POOL May Drain a Little
Pool Corp. (POOL) is unquestionably the leader in the pool industry and has a consistent track record of delivering growth in both revenues and earnings. However, the current operating environment remains challenging and although the company stands to reap substantial benefits when the market eventually improves, we see little in the way of a current catalyst that could justify significant price appreciation in the near term.
The downturn in the housing market, adverse weather conditions in key markets and the negative impact of recently opened sales centers make the company's operating environment challenging. We reiterate our Hold rating on shares and believe that a multiple near the low-end of the company's historic range is appropriate at present.
Pool's business is susceptible to weather changes and the products being discretionary by nature, an economic slowdown could adversely impact operating results. There is somewhat of a correlation between the Pool's business and the new housing construction market. Despite the fact that only 10 percent to 20 percent of new pool installations are related to new construction, a housing market downturn has the potential to negatively impact the share price in the short term.
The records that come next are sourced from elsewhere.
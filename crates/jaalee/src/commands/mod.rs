//! Command handlers: bridge CLI args -> core operations -> terminal output.

pub mod accounts;
pub mod devices;
pub mod login;
pub mod util;
pub mod watch;

use std::path::PathBuf;

use jaalee_core::{Account, AccountConfig};

use crate::cli::GlobalOpts;
use crate::error::CliError;

/// The config file path: `--config` / `JAALEE_CONFIG`, else the
/// platform default.
pub fn config_file(global: &GlobalOpts) -> PathBuf {
    global
        .config
        .clone()
        .unwrap_or_else(jaalee_config::config_path)
}

/// Load configuration and resolve the selected account, requiring a
/// stored token.
pub fn resolve_account(global: &GlobalOpts) -> Result<AccountConfig, CliError> {
    let config = jaalee_config::load(&config_file(global))?;
    let account = config.resolve(global.account.as_deref())?;
    if account.token.is_none() {
        return Err(CliError::NoCredentials {
            email: account.email,
        });
    }
    Ok(account)
}

/// Build an [`Account`] for the selected profile.
pub fn account_for(global: &GlobalOpts) -> Result<Account, CliError> {
    let config = resolve_account(global)?;
    Ok(Account::new(config)?)
}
Shares of POOL currently trade at approximately 14.0x our 2008 EPS estimate of $1.29, and at approximately 11.9x our 2009 EPS estimate of $1.51. Over the last five years, shares of the company have traded at forward P/E multiples between 12x and 29x. Our six-month price target of $19 represents a multiple of 15x our 2008 EPS estimate.
Philips Sees Some Biz Dragging
Koninklijke Philips Electronics N.V. (PHG) reported slightly higher-than-expected revenue for the second quarter, as revenue recovered in the Medical Systems Division and there was strong growth in Lighting and Consumer Lifestyle. This led to the company over-performing our revenue estimates while higher gain on stake sale and a lower effective tax rate led to an earnings jump.
The company has worked to improve its cost structure, as its EBITA margins remained flat along with modest revenue performance despite the weaker-than-expected dollar.
Based on these results, we are maintaining our revenue estimates for 2008 and continue to rate the shares of PHG a Hold with a price target of $34.25 per share over the next six months, or between 8.1x8.3x our new 2008 EPS estimate of $4.19.
Philips is in the process of consolidating its Healthcare and Consumer Lifestyle businesses. The company has completed the acquisition of Respironics, Inc. and clinical IT and service provider VISICU Inc. Following the successful completion of the bulk of capital reallocation program, the company has fixed a target group-level 2010 EBITA of 10%-11% with average annual sales growth of 6% and above.
Philips still faces problems with profitability in a few of its business areas, most prominently the company's Connected Displays.